◆ **WHAT TO WORK ON**
Within the material below, transcribe exactly the lines from the one holding "use serde::Deserialize;" through the one holding "behind is evicted.", keeping both ends and skipping the rest.

-------

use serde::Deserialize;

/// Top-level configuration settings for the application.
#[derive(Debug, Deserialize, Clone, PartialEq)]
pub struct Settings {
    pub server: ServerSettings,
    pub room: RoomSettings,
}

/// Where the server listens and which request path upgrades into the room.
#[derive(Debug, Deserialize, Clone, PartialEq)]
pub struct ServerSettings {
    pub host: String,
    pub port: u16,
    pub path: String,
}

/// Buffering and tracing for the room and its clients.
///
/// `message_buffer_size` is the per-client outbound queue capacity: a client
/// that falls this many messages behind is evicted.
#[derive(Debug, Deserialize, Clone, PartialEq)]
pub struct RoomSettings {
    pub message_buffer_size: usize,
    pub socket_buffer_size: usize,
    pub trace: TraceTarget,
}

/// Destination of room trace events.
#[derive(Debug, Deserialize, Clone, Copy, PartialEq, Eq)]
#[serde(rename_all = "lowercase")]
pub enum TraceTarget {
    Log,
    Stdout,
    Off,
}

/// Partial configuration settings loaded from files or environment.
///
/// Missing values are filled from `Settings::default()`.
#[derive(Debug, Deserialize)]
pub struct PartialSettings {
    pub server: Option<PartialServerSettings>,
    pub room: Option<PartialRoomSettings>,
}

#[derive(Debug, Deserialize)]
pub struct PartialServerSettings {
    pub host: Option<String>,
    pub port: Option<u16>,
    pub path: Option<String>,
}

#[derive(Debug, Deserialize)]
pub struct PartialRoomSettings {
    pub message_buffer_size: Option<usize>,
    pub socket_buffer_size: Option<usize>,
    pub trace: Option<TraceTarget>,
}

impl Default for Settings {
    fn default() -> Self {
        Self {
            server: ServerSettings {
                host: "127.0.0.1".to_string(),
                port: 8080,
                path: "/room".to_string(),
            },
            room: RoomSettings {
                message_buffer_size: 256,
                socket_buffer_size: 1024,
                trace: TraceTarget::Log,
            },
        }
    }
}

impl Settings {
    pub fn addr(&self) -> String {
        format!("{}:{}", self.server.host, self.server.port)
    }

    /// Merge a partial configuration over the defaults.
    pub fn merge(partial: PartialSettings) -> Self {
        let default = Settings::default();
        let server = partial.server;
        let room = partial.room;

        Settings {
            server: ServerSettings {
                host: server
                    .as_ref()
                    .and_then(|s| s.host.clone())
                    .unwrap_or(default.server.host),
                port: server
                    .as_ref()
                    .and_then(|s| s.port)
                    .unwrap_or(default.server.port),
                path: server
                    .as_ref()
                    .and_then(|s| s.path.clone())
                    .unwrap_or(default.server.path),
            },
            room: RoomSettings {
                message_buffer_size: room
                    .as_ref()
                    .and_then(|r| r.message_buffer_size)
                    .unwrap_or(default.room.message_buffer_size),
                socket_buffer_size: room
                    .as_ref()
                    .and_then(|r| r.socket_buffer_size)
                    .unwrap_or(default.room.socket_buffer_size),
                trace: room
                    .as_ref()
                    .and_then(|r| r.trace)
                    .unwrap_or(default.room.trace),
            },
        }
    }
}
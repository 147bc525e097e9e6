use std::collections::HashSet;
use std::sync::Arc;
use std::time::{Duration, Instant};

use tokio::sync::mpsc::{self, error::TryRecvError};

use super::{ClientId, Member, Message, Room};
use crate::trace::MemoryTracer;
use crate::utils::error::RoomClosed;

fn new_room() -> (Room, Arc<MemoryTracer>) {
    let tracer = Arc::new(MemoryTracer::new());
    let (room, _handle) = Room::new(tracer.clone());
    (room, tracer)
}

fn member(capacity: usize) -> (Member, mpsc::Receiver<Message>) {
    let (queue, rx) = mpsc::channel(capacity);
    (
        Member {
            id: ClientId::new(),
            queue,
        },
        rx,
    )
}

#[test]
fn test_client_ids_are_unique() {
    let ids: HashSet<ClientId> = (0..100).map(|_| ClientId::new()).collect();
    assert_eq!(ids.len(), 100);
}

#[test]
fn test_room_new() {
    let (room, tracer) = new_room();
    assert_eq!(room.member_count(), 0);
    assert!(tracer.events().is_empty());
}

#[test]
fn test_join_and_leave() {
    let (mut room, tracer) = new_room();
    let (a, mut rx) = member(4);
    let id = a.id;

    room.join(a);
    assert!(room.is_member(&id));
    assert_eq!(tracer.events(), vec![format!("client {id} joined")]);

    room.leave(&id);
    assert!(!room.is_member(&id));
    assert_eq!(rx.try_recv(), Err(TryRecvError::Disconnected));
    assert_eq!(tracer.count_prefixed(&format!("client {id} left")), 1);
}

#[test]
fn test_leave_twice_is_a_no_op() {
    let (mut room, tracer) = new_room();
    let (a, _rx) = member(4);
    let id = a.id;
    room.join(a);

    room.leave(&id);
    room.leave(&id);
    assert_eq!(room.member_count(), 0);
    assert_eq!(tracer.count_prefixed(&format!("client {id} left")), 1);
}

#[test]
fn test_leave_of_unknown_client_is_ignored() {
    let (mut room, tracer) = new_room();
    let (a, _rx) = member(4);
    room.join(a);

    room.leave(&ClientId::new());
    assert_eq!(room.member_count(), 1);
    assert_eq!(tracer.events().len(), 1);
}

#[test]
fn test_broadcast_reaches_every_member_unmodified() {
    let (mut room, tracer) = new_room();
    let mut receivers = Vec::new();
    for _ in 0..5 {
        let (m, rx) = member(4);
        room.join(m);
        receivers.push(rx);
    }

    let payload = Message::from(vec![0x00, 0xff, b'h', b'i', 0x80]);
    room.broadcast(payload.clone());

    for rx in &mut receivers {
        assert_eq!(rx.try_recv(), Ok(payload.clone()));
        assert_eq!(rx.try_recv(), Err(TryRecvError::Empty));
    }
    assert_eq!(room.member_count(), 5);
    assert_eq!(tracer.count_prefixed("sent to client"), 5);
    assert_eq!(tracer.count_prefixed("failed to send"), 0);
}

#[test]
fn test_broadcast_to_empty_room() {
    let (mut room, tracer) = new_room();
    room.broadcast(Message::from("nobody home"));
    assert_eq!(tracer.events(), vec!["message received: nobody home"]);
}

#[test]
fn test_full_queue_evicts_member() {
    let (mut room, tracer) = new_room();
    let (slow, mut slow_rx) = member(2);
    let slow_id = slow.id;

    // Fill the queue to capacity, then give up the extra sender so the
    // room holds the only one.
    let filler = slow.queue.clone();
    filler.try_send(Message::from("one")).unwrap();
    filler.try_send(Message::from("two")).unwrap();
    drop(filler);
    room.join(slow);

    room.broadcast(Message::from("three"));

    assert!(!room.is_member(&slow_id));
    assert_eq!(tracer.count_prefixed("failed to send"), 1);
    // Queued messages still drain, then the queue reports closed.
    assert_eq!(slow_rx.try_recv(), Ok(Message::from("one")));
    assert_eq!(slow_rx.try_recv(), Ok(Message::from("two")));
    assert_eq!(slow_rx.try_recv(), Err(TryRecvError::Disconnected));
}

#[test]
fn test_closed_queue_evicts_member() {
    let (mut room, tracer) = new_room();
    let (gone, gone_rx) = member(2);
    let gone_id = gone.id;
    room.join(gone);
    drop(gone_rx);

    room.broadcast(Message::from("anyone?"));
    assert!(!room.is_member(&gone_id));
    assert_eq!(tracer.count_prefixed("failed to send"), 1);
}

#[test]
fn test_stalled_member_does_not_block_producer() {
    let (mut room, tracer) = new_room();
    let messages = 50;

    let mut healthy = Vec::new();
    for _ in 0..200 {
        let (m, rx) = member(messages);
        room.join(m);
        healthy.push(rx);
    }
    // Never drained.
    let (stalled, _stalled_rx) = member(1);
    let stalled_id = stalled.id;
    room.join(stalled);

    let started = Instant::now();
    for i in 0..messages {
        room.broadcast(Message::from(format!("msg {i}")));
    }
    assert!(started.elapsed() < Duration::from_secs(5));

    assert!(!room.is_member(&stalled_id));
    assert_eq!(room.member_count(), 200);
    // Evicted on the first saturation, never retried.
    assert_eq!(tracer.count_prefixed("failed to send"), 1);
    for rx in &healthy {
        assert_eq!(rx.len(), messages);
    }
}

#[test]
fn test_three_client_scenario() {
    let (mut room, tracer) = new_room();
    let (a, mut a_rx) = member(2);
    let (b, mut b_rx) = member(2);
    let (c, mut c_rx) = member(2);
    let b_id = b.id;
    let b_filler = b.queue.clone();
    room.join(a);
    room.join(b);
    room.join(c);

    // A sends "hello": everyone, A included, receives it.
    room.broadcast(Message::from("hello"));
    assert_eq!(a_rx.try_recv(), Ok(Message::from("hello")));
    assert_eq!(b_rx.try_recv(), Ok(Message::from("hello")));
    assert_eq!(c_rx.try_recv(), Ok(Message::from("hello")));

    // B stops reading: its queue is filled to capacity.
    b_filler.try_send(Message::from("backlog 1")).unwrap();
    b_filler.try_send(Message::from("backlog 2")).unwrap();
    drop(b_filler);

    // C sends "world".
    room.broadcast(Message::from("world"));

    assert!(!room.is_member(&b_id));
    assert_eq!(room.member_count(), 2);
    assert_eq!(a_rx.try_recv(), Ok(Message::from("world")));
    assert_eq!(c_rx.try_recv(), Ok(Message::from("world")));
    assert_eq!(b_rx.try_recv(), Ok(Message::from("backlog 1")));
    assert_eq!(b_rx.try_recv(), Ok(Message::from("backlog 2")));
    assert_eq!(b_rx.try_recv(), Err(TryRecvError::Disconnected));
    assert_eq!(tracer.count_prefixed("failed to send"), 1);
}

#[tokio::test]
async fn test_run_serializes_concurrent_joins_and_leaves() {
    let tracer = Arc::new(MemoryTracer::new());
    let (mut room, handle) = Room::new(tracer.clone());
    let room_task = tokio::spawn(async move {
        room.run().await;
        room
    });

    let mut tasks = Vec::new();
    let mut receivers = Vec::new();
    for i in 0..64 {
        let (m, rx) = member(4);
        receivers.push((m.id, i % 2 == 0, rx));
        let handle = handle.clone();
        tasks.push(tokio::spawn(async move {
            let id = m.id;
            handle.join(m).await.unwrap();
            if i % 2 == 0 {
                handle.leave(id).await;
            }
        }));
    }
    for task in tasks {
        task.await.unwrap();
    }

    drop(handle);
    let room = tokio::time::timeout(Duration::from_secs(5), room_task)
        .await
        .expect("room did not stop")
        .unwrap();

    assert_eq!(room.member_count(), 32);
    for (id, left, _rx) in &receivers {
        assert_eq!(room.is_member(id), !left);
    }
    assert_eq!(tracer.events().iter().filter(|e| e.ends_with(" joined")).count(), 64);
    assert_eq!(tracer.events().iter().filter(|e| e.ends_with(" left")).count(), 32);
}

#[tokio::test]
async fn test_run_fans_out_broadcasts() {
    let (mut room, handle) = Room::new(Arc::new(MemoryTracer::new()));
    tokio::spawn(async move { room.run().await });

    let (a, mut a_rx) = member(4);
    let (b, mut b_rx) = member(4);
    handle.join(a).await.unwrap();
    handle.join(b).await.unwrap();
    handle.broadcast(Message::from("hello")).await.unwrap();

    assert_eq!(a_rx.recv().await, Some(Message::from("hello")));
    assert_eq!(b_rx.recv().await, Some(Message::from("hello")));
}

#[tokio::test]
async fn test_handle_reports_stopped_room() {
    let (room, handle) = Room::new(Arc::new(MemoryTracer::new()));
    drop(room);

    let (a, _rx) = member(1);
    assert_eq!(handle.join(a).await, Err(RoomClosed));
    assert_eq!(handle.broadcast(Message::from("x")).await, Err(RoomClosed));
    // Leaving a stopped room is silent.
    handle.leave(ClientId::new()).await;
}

-------

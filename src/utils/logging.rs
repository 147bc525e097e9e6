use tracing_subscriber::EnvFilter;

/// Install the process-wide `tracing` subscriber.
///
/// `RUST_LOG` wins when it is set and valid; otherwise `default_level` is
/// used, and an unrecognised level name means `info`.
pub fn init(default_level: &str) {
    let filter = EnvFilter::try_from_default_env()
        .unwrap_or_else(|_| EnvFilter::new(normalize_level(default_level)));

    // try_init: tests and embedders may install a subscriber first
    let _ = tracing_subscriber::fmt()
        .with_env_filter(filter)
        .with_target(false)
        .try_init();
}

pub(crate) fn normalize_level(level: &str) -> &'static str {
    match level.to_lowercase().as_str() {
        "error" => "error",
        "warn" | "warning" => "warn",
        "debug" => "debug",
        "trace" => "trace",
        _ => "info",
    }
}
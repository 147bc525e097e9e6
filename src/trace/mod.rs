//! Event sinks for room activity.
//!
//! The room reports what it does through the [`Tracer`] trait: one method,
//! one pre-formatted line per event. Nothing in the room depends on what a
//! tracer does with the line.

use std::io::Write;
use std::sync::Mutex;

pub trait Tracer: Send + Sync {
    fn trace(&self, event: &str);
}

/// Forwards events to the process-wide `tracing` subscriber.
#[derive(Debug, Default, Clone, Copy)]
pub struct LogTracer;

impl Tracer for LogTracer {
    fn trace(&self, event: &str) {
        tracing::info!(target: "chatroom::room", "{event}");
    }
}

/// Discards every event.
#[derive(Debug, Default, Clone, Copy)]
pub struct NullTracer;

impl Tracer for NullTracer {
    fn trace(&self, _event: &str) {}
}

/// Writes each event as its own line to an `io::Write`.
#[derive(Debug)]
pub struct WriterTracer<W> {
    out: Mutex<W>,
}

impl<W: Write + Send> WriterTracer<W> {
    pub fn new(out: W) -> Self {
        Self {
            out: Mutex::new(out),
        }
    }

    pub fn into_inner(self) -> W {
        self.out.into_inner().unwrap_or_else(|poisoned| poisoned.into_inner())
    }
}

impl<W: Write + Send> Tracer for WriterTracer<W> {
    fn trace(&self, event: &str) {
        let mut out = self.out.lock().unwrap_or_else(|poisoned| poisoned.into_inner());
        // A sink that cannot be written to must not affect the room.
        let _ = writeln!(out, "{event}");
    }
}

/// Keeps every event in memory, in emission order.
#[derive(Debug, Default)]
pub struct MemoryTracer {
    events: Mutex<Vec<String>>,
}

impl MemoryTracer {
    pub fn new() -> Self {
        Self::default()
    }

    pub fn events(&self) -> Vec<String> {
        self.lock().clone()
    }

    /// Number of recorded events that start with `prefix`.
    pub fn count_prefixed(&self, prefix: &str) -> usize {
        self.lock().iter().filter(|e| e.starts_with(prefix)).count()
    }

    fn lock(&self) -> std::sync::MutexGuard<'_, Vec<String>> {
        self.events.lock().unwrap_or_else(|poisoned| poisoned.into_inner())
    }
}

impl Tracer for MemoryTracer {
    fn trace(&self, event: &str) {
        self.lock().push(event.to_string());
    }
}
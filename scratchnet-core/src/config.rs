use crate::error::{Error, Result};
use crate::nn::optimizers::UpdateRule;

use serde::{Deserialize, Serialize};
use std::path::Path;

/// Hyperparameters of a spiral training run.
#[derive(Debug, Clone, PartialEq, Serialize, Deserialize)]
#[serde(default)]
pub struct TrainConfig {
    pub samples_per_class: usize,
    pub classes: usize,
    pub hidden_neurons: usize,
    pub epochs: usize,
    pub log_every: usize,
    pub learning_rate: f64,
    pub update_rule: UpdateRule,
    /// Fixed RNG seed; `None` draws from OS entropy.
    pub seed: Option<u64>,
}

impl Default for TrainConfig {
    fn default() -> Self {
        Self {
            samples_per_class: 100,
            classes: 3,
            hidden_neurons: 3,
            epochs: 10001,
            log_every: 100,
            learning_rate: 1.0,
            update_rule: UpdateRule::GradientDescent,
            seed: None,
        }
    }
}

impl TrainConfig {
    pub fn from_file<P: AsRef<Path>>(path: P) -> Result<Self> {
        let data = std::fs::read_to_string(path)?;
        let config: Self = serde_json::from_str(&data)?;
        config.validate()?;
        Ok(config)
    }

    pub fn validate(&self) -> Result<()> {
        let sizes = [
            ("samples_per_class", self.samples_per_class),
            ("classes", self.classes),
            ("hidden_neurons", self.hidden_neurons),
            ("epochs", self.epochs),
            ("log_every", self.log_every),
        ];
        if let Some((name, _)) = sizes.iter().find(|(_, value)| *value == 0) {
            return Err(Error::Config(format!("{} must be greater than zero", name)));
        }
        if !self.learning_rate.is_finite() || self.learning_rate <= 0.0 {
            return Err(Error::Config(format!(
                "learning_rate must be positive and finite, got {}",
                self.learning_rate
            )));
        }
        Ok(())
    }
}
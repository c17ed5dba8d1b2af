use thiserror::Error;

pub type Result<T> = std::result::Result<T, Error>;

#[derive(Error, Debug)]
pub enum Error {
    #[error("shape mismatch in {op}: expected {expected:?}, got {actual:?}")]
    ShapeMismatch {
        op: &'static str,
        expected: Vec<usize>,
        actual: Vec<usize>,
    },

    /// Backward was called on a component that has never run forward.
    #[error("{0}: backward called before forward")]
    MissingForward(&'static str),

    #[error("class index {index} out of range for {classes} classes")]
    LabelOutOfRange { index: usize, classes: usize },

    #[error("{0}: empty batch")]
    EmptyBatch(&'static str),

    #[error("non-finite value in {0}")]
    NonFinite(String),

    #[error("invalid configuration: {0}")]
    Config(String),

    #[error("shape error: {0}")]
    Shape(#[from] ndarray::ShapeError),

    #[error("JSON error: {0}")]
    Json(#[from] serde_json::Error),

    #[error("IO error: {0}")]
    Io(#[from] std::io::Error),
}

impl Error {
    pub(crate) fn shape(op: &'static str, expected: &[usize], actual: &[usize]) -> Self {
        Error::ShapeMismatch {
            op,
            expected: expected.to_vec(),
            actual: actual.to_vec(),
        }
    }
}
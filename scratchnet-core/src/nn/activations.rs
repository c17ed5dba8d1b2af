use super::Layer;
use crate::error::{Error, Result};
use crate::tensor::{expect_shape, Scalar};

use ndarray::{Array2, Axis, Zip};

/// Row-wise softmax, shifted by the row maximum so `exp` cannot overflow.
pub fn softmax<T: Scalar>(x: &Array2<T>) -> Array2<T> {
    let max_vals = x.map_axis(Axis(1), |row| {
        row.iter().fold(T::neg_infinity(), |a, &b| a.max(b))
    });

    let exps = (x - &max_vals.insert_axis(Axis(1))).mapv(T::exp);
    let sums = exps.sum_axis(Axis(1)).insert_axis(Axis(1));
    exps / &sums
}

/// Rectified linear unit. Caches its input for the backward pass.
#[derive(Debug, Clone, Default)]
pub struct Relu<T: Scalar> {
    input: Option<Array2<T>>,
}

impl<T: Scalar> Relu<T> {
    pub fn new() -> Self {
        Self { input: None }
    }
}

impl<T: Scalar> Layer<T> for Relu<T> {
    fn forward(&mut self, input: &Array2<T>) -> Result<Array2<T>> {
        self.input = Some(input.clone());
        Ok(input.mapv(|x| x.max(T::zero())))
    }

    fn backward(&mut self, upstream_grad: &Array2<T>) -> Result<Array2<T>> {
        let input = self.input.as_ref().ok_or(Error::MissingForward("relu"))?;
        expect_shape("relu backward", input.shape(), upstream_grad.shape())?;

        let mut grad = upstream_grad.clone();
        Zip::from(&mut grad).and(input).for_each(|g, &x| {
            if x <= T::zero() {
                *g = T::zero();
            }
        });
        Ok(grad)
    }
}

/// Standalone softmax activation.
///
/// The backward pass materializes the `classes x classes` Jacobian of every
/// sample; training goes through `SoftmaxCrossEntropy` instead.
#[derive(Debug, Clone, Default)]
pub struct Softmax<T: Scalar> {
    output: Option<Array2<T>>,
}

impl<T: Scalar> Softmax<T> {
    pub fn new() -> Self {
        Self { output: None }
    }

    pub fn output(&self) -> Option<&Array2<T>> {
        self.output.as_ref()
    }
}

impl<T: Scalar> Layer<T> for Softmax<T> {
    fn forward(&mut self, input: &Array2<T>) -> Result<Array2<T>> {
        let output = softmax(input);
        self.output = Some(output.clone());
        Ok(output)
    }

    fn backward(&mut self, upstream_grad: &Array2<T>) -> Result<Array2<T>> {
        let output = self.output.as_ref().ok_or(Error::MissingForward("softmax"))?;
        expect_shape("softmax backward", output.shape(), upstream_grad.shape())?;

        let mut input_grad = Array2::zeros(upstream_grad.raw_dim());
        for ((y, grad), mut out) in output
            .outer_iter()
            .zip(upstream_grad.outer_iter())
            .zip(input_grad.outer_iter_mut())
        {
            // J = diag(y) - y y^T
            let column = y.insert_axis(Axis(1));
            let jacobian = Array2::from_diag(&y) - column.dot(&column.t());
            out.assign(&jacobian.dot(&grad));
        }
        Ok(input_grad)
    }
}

-------

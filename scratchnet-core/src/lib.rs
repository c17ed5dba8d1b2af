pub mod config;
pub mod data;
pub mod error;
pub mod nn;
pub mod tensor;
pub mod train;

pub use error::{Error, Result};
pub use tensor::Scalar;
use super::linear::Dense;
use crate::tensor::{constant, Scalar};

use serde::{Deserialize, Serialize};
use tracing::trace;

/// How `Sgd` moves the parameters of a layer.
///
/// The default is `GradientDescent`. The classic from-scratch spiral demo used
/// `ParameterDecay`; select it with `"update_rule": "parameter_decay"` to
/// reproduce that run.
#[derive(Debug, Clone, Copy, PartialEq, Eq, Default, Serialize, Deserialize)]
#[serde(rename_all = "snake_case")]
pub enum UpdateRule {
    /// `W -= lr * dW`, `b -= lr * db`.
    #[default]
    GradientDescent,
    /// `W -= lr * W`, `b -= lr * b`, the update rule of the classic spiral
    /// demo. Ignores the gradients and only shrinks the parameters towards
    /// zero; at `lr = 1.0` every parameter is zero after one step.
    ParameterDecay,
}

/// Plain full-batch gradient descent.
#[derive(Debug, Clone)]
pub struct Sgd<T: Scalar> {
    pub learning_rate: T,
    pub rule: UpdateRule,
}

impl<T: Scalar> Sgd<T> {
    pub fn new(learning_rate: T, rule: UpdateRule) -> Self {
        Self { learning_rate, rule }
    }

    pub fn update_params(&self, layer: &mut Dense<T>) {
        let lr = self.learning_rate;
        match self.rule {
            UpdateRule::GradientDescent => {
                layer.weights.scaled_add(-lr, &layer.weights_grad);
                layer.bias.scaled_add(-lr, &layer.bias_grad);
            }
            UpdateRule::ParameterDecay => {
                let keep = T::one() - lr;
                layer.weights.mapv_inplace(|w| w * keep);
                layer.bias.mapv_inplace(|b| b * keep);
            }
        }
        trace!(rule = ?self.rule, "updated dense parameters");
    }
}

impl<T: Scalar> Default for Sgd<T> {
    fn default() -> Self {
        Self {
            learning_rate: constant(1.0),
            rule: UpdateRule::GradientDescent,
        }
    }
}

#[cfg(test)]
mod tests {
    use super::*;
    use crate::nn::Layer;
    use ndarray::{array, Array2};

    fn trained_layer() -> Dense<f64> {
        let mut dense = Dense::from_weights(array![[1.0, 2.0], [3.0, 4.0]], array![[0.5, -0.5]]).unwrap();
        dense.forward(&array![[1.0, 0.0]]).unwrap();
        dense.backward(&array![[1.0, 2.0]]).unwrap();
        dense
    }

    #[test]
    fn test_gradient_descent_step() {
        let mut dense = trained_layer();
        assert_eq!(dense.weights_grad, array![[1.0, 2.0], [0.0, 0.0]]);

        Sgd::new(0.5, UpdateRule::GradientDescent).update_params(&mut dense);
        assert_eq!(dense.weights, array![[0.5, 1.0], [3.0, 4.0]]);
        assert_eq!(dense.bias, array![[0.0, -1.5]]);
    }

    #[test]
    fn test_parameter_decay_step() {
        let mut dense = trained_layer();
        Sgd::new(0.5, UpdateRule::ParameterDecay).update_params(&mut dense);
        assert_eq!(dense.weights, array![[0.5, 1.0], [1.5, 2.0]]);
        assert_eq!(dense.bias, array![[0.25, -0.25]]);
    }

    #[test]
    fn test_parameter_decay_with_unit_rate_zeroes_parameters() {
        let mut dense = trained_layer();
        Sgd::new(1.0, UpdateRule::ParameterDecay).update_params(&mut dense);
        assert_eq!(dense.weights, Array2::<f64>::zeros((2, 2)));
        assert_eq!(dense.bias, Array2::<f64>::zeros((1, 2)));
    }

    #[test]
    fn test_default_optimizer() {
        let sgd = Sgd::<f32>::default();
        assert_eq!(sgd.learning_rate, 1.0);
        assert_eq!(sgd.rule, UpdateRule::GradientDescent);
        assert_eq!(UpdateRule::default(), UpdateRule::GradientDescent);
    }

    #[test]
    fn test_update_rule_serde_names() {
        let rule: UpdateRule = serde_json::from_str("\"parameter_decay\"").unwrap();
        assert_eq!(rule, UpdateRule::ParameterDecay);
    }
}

-------

◆ **FINISHED EXERCISE**
use serde::Deserialize;

/// Top-level configuration settings for the application.
#[derive(Debug, Deserialize, Clone, PartialEq)]
pub struct Settings {
    pub server: ServerSettings,
    pub room: RoomSettings,
}

/// Where the server listens and which request path upgrades into the room.
#[derive(Debug, Deserialize, Clone, PartialEq)]
pub struct ServerSettings {
    pub host: String,
    pub port: u16,
    pub path: String,
}

/// Buffering and tracing for the room and its clients.
///
/// `message_buffer_size` is the per-client outbound queue capacity: a client
/// that falls this many messages behind is evicted.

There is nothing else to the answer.